**Task directions**
Restate the full set of records exactly, word for word.

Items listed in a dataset
**********

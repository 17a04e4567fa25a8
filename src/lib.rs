// Copyright 2026 Daniel Pelikan
//
// Licensed under the Apache License, Version 2.0 (the "License");
// you may not use this file except in compliance with the License.
// You may obtain a copy of the License at
//
//     http://www.apache.org/licenses/LICENSE-2.0
//
// Unless required by applicable law or agreed to in writing, software
// distributed under the License is distributed on an "AS IS" BASIS,
// WITHOUT WARRANTIES OR CONDITIONS OF ANY KIND, either express or implied.
// See the License for the specific language governing permissions and
// limitations under the License.

//! IEEE 11073 Health Device Profile manager.
//!
//! Speaks the manager side of the association, measurement and release
//! exchange with blood-pressure monitors and pulse oximeters over an
//! already-open byte channel, and forwards what it learns as
//! [`HealthEvent`]s.

pub mod config;
pub mod error;
pub mod events;
pub mod hdp;
pub mod manager;
pub mod state;

pub use config::Config;
pub use error::{HdpError, ParseError, Result};
pub use events::{EventSink, HealthEvent, MeasurementEvent, StatusEvent, StatusKind, StatusResult};
pub use hdp::{DeviceClass, DeviceSession, HardwareAddress, Measurement, MeasurementKind, SessionConfig};
pub use manager::{AppConfigStatus, HealthManager};
pub use state::{Indicator, ReadingBoard};
#[cfg(test)]
mod tests {
    use super::*;

    fn report(invoke: [u8; 2]) -> Frame<'static> {
        Frame::DataEventReport {
            invoke_id: InvokeId(invoke),
            objects: Vec::new(),
        }
    }

    fn associated(class: DeviceClass) -> SessionStateMachine {
        let mut machine = SessionStateMachine::new(class);
        machine.on_frame(&Frame::AssociationRequest);
        machine.request_mds_attributes();
        machine
    }

    #[test]
    fn test_association_sequence() {
        let mut machine = SessionStateMachine::new(DeviceClass::BloodPressure);
        assert_eq!(machine.request_mds_attributes(), None);

        let t = machine.on_frame(&Frame::AssociationRequest);
        assert_eq!(t.responses, vec![Response::AssociationResponse]);
        assert_eq!(machine.state(), SessionState::AssociationResponseSent);

        assert_eq!(
            machine.request_mds_attributes(),
            Some(Response::GetMdsAttributes)
        );
        assert_eq!(machine.state(), SessionState::MdsRequested);
        assert!(machine.state().is_associated());
        assert_eq!(machine.request_mds_attributes(), None);
    }

    #[test]
    fn test_data_report_echoes_invoke_id() {
        let mut machine = associated(DeviceClass::BloodPressure);

        let t = machine.on_frame(&report([0x12, 0x34]));
        assert_eq!(t.responses, vec![Response::DataReceived(InvokeId([0x12, 0x34]))]);
        assert!(t.forward_measurements);
        assert_eq!(machine.state(), SessionState::DataReceivedResponseSent);

        let t = machine.on_frame(&report([0x12, 0x35]));
        assert_eq!(t.responses, vec![Response::DataReceived(InvokeId([0x12, 0x35]))]);
        assert_eq!(machine.last_invoke_id(), Some(InvokeId([0x12, 0x35])));
    }

    #[test]
    fn test_no_second_association_response() {
        let mut machine = associated(DeviceClass::Oximeter);
        let t = machine.on_frame(&Frame::AssociationRequest);
        assert!(t.responses.is_empty());
        assert_eq!(machine.state(), SessionState::MdsRequested);

        machine.on_frame(&Frame::AssociationReleaseRequest);
        let t = machine.on_frame(&Frame::AssociationRequest);
        assert_eq!(t.responses, vec![Response::AssociationResponse]);
    }

    #[test]
    fn test_release_from_any_state() {
        for class in DeviceClass::ALL {
            let mut idle = SessionStateMachine::new(class);
            let t = idle.on_frame(&Frame::AssociationReleaseRequest);
            assert_eq!(t.responses, vec![Response::AssociationReleaseResponse]);
            assert_eq!(idle.state(), SessionState::ReleaseResponseSent);

            let mut busy = associated(class);
            busy.on_frame(&report([0, 1]));
            busy.on_frame(&Frame::AssociationReleaseRequest);
            assert_eq!(busy.state(), SessionState::ReleaseResponseSent);
        }
    }

    #[test]
    fn test_report_without_association_accepted() {
        let mut machine = SessionStateMachine::new(DeviceClass::Oximeter);
        let t = machine.on_frame(&report([0, 9]));
        assert_eq!(t.responses, vec![Response::DataReceived(InvokeId([0, 9]))]);
        assert!(t.forward_measurements);
        assert_eq!(machine.state(), SessionState::DataReceivedResponseSent);
    }

    #[test]
    fn test_report_after_release_ignored() {
        let mut machine = associated(DeviceClass::BloodPressure);
        machine.on_frame(&Frame::AssociationReleaseRequest);
        let t = machine.on_frame(&report([0, 9]));
        assert_eq!(t, Transition::default());
        assert_eq!(machine.state(), SessionState::ReleaseResponseSent);
        assert_eq!(machine.last_invoke_id(), Some(InvokeId([0, 9])));
    }

    #[test]
    fn test_unrecognized_changes_nothing() {
        let mut machine = associated(DeviceClass::Oximeter);
        let t = machine.on_frame(&Frame::Unrecognized);
        assert_eq!(t, Transition::default());
        assert_eq!(machine.state(), SessionState::MdsRequested);
    }

    #[test]
    fn test_administrative_response_never_regresses() {
        let mut machine = SessionStateMachine::new(DeviceClass::BloodPressure);
        machine.on_frame(&Frame::AssociationRequest);
        let admin = Frame::AdministrativeResponse {
            invoke_id: InvokeId([0x00, 0x24]),
        };

        let t = machine.on_frame(&admin);
        assert!(t.responses.is_empty());
        assert_eq!(machine.state(), SessionState::MdsRequested);

        machine.on_frame(&report([0, 2]));
        machine.on_frame(&admin);
        assert_eq!(machine.state(), SessionState::DataReceivedResponseSent);
    }

    #[test]
    fn test_reset() {
        let mut machine = associated(DeviceClass::BloodPressure);
        machine.on_frame(&report([0, 3]));
        machine.reset();
        assert_eq!(machine.state(), SessionState::Idle);
        assert_eq!(machine.last_invoke_id(), None);
    }

    #[test]
    fn test_default_pacing() {
        assert_eq!(
            SessionConfig::default().association_pacing,
            Duration::from_millis(100)
        );
    }
}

**********

**Answer to this exercise**
repository 17a04e4567fa25a8
filename src/lib.rs
// Copyright 2026 Daniel Pelikan
//
// Licensed under the Apache License, Version 2.0 (the "License");
// you may not use this file except in compliance with the License.
// You may obtain a copy of the License at
//
//     http://www.apache.org/licenses/LICENSE-2.0
//
// Unless required by applicable law or agreed to in writing, software
// distributed under the License is distributed on an "AS IS" BASIS,
// WITHOUT WARRANTIES OR CONDITIONS OF ANY KIND, either express or implied.
// See the License for the specific language governing permissions and
// limitations under the License.

//! IEEE 11073 Health Device Profile manager.
//!
//! Speaks the manager side of the association, measurement and release
//! exchange with blood-pressure monitors and pulse oximeters over an
//! already-open byte channel, and forwards what it learns as
//! [`HealthEvent`]s.

pub mod config;
pub mod error;
pub mod events;
pub mod hdp;
pub mod manager;
pub mod state;

pub use config::Config;
pub use error::{HdpError, ParseError, Result};
pub use events::{EventSink, HealthEvent, MeasurementEvent, StatusEvent, StatusKind, StatusResult};
pub use hdp::{DeviceClass, DeviceSession, HardwareAddress, Measurement, MeasurementKind, SessionConfig};
pub use manager::{AppConfigStatus, HealthManager};
pub use state::{Indicator, ReadingBoard};
#[cfg(test)]
mod tests {
    use super::*;

    fn report(invoke: [u8; 2]) -> Frame<'static> {
        Frame::DataEventReport {
            invoke_id: InvokeId(invoke),
            objects: Vec::new(),
        }
    }

    fn associated(class: DeviceClass) -> SessionStateMachine {
        let mut machine = SessionStateMachine::new(class);
        machine.on_frame(&Frame::AssociationRequest);
        machine.request_mds_attributes();
        machine
    }

    #[test]
    fn test_association_sequence() {
        let mut machine = SessionStateMachine::new(DeviceClass::BloodPressure);
        assert_eq!(machine.request_mds_attributes(), None);

        let t = machine.on_frame(&Frame::AssociationRequest);
        assert_eq!(t.responses, vec![Response::AssociationResponse]);
        assert_eq!(machine.state(), SessionState::AssociationResponseSent);

        assert_eq!(
            machine.request_mds_attributes(),
            Some(Response::GetMdsAttributes)
        );
        assert_eq!(machine.state(), SessionState::MdsRequested);
        assert!(machine.state().is_associated());
        assert_eq!(machine.request_mds_attributes(), None);
    }

    #[test]
    fn test_data_report_echoes_invoke_id() {
        let mut machine = associated(DeviceClass::BloodPressure);

        let t = machine.on_frame(&report([0x12, 0x34]));
        assert_eq!(t.responses, vec![Response::DataReceived(InvokeId([0x12, 0x34]))]);
        assert!(t.forward_measurements);
        assert_eq!(machine.state(), SessionState::DataReceivedResponseSent);

        let t = machine.on_frame(&report([0x12, 0x35]));
        assert_eq!(t.responses, vec![Response::DataReceived(InvokeId([0x12, 0x35]))]);
        assert_eq!(machine.last_invoke_id(), Some(InvokeId([0x12, 0x35])));
    }

    #[test]
    fn test_no_second_association_response() {
        let mut machine = associated(DeviceClass::Oximeter);
        let t = machine.on_frame(&Frame::AssociationRequest);
        assert!(t.responses.is_empty());
        assert_eq!(machine.state(), SessionState::MdsRequested);

        machine.on_frame(&Frame::AssociationReleaseRequest);
        let t = machine.on_frame(&Frame::AssociationRequest);
        assert_eq!(t.responses, vec![Response::AssociationResponse]);
    }

    #[test]
    fn test_release_from_any_state() {
        for class in DeviceClass::ALL {
            let mut idle = SessionStateMachine::new(class);
            let t = idle.on_frame(&Frame::AssociationReleaseRequest);
            assert_eq!(t.responses, vec![Response::AssociationReleaseResponse]);
            assert_eq!(idle.state(), SessionState::ReleaseResponseSent);

            let mut busy = associated(class);
            busy.on_frame(&report([0, 1]));
            busy.on_frame(&Frame::AssociationReleaseRequest);
            assert_eq!(busy.state(), SessionState::ReleaseResponseSent);
        }
    }

    #[test]
    fn test_report_without_association_accepted() {
        let mut machine = SessionStateMachine::new(DeviceClass::Oximeter);
        let t = machine.on_frame(&report([0, 9]));
        assert_eq!(t.responses, vec![Response::DataReceived(InvokeId([0, 9]))]);
        assert!(t.forward_measurements);
        assert_eq!(machine.state(), SessionState::DataReceivedResponseSent);
    }

    #[test]
    fn test_report_after_release_ignored() {
        let mut machine = associated(DeviceClass::BloodPressure);
        machine.on_frame(&Frame::AssociationReleaseRequest);
        let t = machine.on_frame(&report([0, 9]));
        assert_eq!(t, Transition::default());
        assert_eq!(machine.state(), SessionState::ReleaseResponseSent);
        assert_eq!(machine.last_invoke_id(), Some(InvokeId([0, 9])));
    }

    #[test]
    fn test_unrecognized_changes_nothing() {
        let mut machine = associated(DeviceClass::Oximeter);
        let t = machine.on_frame(&Frame::Unrecognized);
        assert_eq!(t, Transition::default());
        assert_eq!(machine.state(), SessionState::MdsRequested);
    }

    #[test]
    fn test_administrative_response_never_regresses() {
        let mut machine = SessionStateMachine::new(DeviceClass::BloodPressure);
        machine.on_frame(&Frame::AssociationRequest);
        let admin = Frame::AdministrativeResponse {
            invoke_id: InvokeId([0x00, 0x24]),
        };

        let t = machine.on_frame(&admin);
        assert!(t.responses.is_empty());
        assert_eq!(machine.state(), SessionState::MdsRequested);

        machine.on_frame(&report([0, 2]));
        machine.on_frame(&admin);
        assert_eq!(machine.state(), SessionState::DataReceivedResponseSent);
    }

    #[test]
    fn test_reset() {
        let mut machine = associated(DeviceClass::BloodPressure);
        machine.on_frame(&report([0, 3]));
        machine.reset();
        assert_eq!(machine.state(), SessionState::Idle);
        assert_eq!(machine.last_invoke_id(), None);
    }

    #[test]
    fn test_default_pacing() {
        assert_eq!(
            SessionConfig::default().association_pacing,
            Duration::from_millis(100)
        );
    }
}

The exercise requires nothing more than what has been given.